*** STORED DATA ***

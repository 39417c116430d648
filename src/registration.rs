//! Registration
//!
//! Owns the worker versions for one origin: at most one active worker that
//! answers fetches and at most one installed worker waiting to take over.

use std::sync::Arc;

use tokio::sync::{Mutex, RwLock};
use tracing::{info, warn};

use crate::cache::CacheStorage;
use crate::error::Result;
use crate::fetch::{FetchRequest, FetchResponse, Network};
use crate::lifecycle::{ActivationReport, InstallReport};
use crate::models::ControlMessage;
use crate::worker::{ServiceWorker, WorkerSettings};

/// What `register` did.
#[derive(Debug, Clone, PartialEq, Eq)]
pub enum RegisterOutcome {
    /// This generation is already active or waiting.
    Unchanged,
    /// Installed and took control.
    Activated {
        install: InstallReport,
        activation: ActivationReport,
    },
    /// Installed; waiting for skip-waiting while the previous version serves.
    Waiting(InstallReport),
}

pub struct Registration {
    storage: Arc<dyn CacheStorage>,
    network: Arc<dyn Network>,
    active: RwLock<Option<Arc<ServiceWorker>>>,
    waiting: RwLock<Option<Arc<ServiceWorker>>>,
    /// Serializes install and activation across versions
    lifecycle: Mutex<()>,
}

impl Registration {
    pub fn new(storage: Arc<dyn CacheStorage>, network: Arc<dyn Network>) -> Self {
        Self {
            storage,
            network,
            active: RwLock::new(None),
            waiting: RwLock::new(None),
            lifecycle: Mutex::new(()),
        }
    }

    pub fn storage(&self) -> &Arc<dyn CacheStorage> {
        &self.storage
    }

    pub fn network(&self) -> &Arc<dyn Network> {
        &self.network
    }

    pub async fn active(&self) -> Option<Arc<ServiceWorker>> {
        self.active.read().await.clone()
    }

    pub async fn waiting(&self) -> Option<Arc<ServiceWorker>> {
        self.waiting.read().await.clone()
    }

    /// True when a newer version is installed but an older one still serves.
    pub async fn update_available(&self) -> bool {
        self.waiting.read().await.is_some() && self.active.read().await.is_some()
    }

    // == Register ==
    /// Installs `settings` as a new worker version unless its generation is
    /// already active or waiting.
    ///
    /// A failed install leaves the current active worker in place; calling
    /// `register` again retries.
    pub async fn register(&self, settings: WorkerSettings) -> Result<RegisterOutcome> {
        let _lifecycle = self.lifecycle.lock().await;
        let generation = settings.naming.generation_name();

        for slot in [&self.active, &self.waiting] {
            if let Some(worker) = slot.read().await.as_ref() {
                if worker.generation_name() == generation {
                    return Ok(RegisterOutcome::Unchanged);
                }
            }
        }

        let worker = Arc::new(ServiceWorker::new(
            settings,
            self.storage.clone(),
            self.network.clone(),
        )?);
        let install = worker.install().await?;

        let has_active = self.active.read().await.is_some();
        if !has_active || worker.skip_waiting_requested() {
            let activation = self.promote(worker).await?;
            return Ok(RegisterOutcome::Activated {
                install,
                activation,
            });
        }

        let previous = self.waiting.write().await.replace(worker);
        if let Some(previous) = previous {
            previous.mark_redundant().await;
        }
        info!(
            "New version {} installed and waiting; it activates once pages are refreshed or skip-waiting is sent",
            generation
        );
        Ok(RegisterOutcome::Waiting(install))
    }

    // == Messages ==
    /// Delivers a control message. A skip-waiting message activates the
    /// waiting worker, if there is one.
    pub async fn post_message(&self, message: &ControlMessage) -> Result<Option<ActivationReport>> {
        let _lifecycle = self.lifecycle.lock().await;

        let Some(waiting) = self.waiting().await else {
            if let Some(active) = self.active().await {
                active.handle_message(message);
            }
            return Ok(None);
        };

        if waiting.handle_message(message) {
            return self.promote(waiting).await.map(Some);
        }
        Ok(None)
    }

    /// Makes `worker` the active worker and runs its activation. The worker
    /// it replaces becomes redundant, and so does any other waiting worker:
    /// its generation is about to be deleted.
    async fn promote(&self, worker: Arc<ServiceWorker>) -> Result<ActivationReport> {
        let waiting = self.waiting.write().await.take();
        if let Some(waiting) = waiting.filter(|w| !Arc::ptr_eq(w, &worker)) {
            info!(
                "Waiting worker {} ({}) superseded by {}",
                waiting.id(),
                waiting.version(),
                worker.version()
            );
            waiting.mark_redundant().await;
        }

        let previous = self.active.write().await.replace(worker.clone());
        if let Some(previous) = previous {
            info!(
                "Worker {} ({}) replaced by {}",
                previous.id(),
                previous.version(),
                worker.version()
            );
            previous.mark_redundant().await;
        }

        let report = worker.activate().await?;
        if !report.failed.is_empty() {
            warn!(
                "{} stale generation(s) could not be deleted",
                report.failed.len()
            );
        }
        Ok(report)
    }

    // == Fetch ==
    /// Routes a request through the active worker. `None` means nothing
    /// intercepted it and the caller should use the network directly.
    pub async fn handle_fetch(&self, request: &FetchRequest) -> Option<Result<FetchResponse>> {
        let active = self.active().await?;
        active.handle_fetch(request).await
    }
}
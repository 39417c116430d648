//! Request and Response models for the control API
//!
//! DTOs serialized to and from the `/__sw/*` endpoints.

pub mod requests;
pub mod responses;

// Re-export commonly used types
pub use requests::{ControlMessage, SKIP_WAITING};
pub use responses::{
    ErrorResponse, GenerationStatus, HealthResponse, MessageResponse, StatusResponse,
    UpdateResponse,
};
//! Lifecycle Controller
//!
//! Install, activate and forced-update handling for a [`ServiceWorker`].
//!
//! ```text
//! Installing ──install ok──▶ Installed ──activate──▶ Activating ──▶ Active
//!     │                                                               │
//!     └──install failed──▶ Redundant ◀──replaced by a newer version───┘
//! ```

use std::fmt;
use std::sync::atomic::Ordering;

use futures::future::join_all;
use serde::Serialize;
use tracing::{debug, error, info, warn};

use crate::cache::RequestKey;
use crate::error::{AssetFailure, Result, WorkerError};
use crate::fetch::{CacheMode, FetchRequest};
use crate::models::ControlMessage;
use crate::worker::ServiceWorker;

// == Worker State ==
/// Where a worker version is in its lifecycle.
#[derive(Debug, Clone, Copy, PartialEq, Eq, Serialize)]
#[serde(rename_all = "lowercase")]
pub enum WorkerState {
    /// Created; pre-caching the manifest. Left by a finished install.
    Installing,
    /// Manifest cached; waiting until no older version controls pages or
    /// until skip-waiting is requested.
    Installed,
    /// Evicting stale generations. Fetches are already routed here.
    Activating,
    /// Controls all open pages.
    Active,
    /// Install failed or a newer version took over. Terminal.
    Redundant,
}

impl WorkerState {
    /// States in which the worker answers fetches.
    pub fn controls_clients(self) -> bool {
        matches!(self, WorkerState::Activating | WorkerState::Active)
    }

    pub fn is_terminal(self) -> bool {
        self == WorkerState::Redundant
    }

    pub fn as_str(self) -> &'static str {
        match self {
            WorkerState::Installing => "installing",
            WorkerState::Installed => "installed",
            WorkerState::Activating => "activating",
            WorkerState::Active => "active",
            WorkerState::Redundant => "redundant",
        }
    }
}

impl fmt::Display for WorkerState {
    fn fmt(&self, f: &mut fmt::Formatter<'_>) -> fmt::Result {
        f.write_str(self.as_str())
    }
}

// == Reports ==
/// Result of a successful install.
#[derive(Debug, Clone, PartialEq, Eq, Serialize)]
pub struct InstallReport {
    pub generation: String,
    /// Number of manifest responses written
    pub stored: usize,
}

/// A stale generation that could not be deleted.
#[derive(Debug, Clone, PartialEq, Eq, Serialize)]
pub struct DeletionFailure {
    pub generation: String,
    pub reason: String,
}

/// Result of activation. Activation itself never fails once started;
/// individual deletions may.
#[derive(Debug, Clone, PartialEq, Eq, Serialize)]
pub struct ActivationReport {
    pub generation: String,
    pub deleted: Vec<String>,
    pub failed: Vec<DeletionFailure>,
    pub clients_claimed: bool,
}

impl ServiceWorker {
    async fn transition(&self, from: WorkerState, to: WorkerState) -> Result<()> {
        let mut state = self.state.write().await;
        if *state != from {
            return Err(WorkerError::InvalidState {
                expected: from.as_str(),
                actual: state.to_string(),
            });
        }
        debug!("worker {} {} -> {}", self.id(), from, to);
        *state = to;
        Ok(())
    }

    // == Install ==
    /// Pre-caches every manifest entry into this version's generation.
    ///
    /// Entries are fetched bypassing HTTP caches. Nothing is stored unless
    /// every entry came back ok; the error then lists each failed entry and
    /// the worker becomes redundant.
    pub async fn install(&self) -> Result<InstallReport> {
        let current = self.state().await;
        if current != WorkerState::Installing {
            return Err(WorkerError::InvalidState {
                expected: WorkerState::Installing.as_str(),
                actual: current.to_string(),
            });
        }
        info!(
            "Installing worker {} ({})",
            self.id(),
            self.version()
        );

        match self.precache().await {
            Ok(report) => {
                self.transition(WorkerState::Installing, WorkerState::Installed)
                    .await?;
                info!(
                    "Cached {} assets into {}",
                    report.stored, report.generation
                );
                if self.settings.auto_skip_waiting {
                    self.skip_waiting.store(true, Ordering::SeqCst);
                }
                Ok(report)
            }
            Err(err) => {
                if let WorkerError::InstallFailed { failures, .. } = &err {
                    for failure in failures {
                        warn!("Pre-cache failed for {}", failure);
                    }
                }
                error!("Cache installation failed: {}", err);
                self.mark_redundant().await;
                Err(err)
            }
        }
    }

    async fn precache(&self) -> Result<InstallReport> {
        let generation_name = self.generation_name();
        let generation = self.storage.open(&generation_name).await?;
        let entries = self.settings.manifest.resolve(&self.settings.origin)?;

        let fetches = entries.iter().map(|(path, url)| async move {
            let request = FetchRequest::get(url.clone()).with_cache_mode(CacheMode::Reload);
            (path, url, self.network.fetch(&request).await)
        });

        let mut batch = Vec::with_capacity(entries.len());
        let mut failures = Vec::new();
        for (path, url, result) in join_all(fetches).await {
            match result {
                Ok(response) if response.ok() => batch.push((RequestKey::get(url), response)),
                Ok(response) => failures.push(AssetFailure {
                    path: path.clone(),
                    reason: format!("status {}", response.status.as_u16()),
                }),
                Err(err) => failures.push(AssetFailure {
                    path: path.clone(),
                    reason: err.to_string(),
                }),
            }
        }

        if !failures.is_empty() {
            return Err(WorkerError::InstallFailed {
                generation: generation_name,
                failures,
            });
        }

        let stored = generation.write().await.put_all(batch)?;
        Ok(InstallReport {
            generation: generation_name,
            stored,
        })
    }

    // == Activate ==
    /// Deletes every generation with this site's prefix other than this
    /// version's, then claims open pages.
    ///
    /// Each deletion is independent: a failure is logged and recorded and
    /// the remaining generations are still deleted.
    pub async fn activate(&self) -> Result<ActivationReport> {
        self.transition(WorkerState::Installed, WorkerState::Activating)
            .await?;
        info!("Activating worker {} ({})", self.id(), self.version());

        let generation = self.generation_name();
        let mut report = ActivationReport {
            generation: generation.clone(),
            deleted: Vec::new(),
            failed: Vec::new(),
            clients_claimed: false,
        };

        let names = match self.storage.keys().await {
            Ok(names) => names,
            Err(e) => {
                error!("Could not list cache generations: {}", e);
                Vec::new()
            }
        };

        for name in names
            .into_iter()
            .filter(|name| self.settings.naming.is_stale(name))
        {
            match self.storage.delete(&name).await {
                Ok(_) => {
                    info!("Deleted old cache: {}", name);
                    report.deleted.push(name);
                }
                Err(e) => {
                    warn!("Failed to delete old cache {}: {}", name, e);
                    report.failed.push(DeletionFailure {
                        generation: name,
                        reason: e.to_string(),
                    });
                }
            }
        }

        self.clients_claimed.store(true, Ordering::SeqCst);
        report.clients_claimed = true;
        self.transition(WorkerState::Activating, WorkerState::Active)
            .await?;
        info!("Worker {} activated, serving from {}", self.id(), generation);

        Ok(report)
    }

    // == Messages ==
    /// Handles a control message. Returns true if it requested skip-waiting.
    pub fn handle_message(&self, message: &ControlMessage) -> bool {
        if message.is_skip_waiting() {
            info!("Worker {} received skip-waiting", self.id());
            self.skip_waiting.store(true, Ordering::SeqCst);
            true
        } else {
            debug!("Ignoring control message {:?}", message.kind);
            false
        }
    }

    pub async fn mark_redundant(&self) {
        let mut state = self.state.write().await;
        if !state.is_terminal() {
            debug!("worker {} {} -> redundant", self.id(), *state);
            *state = WorkerState::Redundant;
        }
    }
}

*** End of STORED DATA ***

YOUR OBJECTIVE: Reproduce every line from the entries that holds the word "unless".

ANSWER AREA:
    /// Installs `settings` as a new worker version unless its generation is
    /// Entries are fetched bypassing HTTP caches. Nothing is stored unless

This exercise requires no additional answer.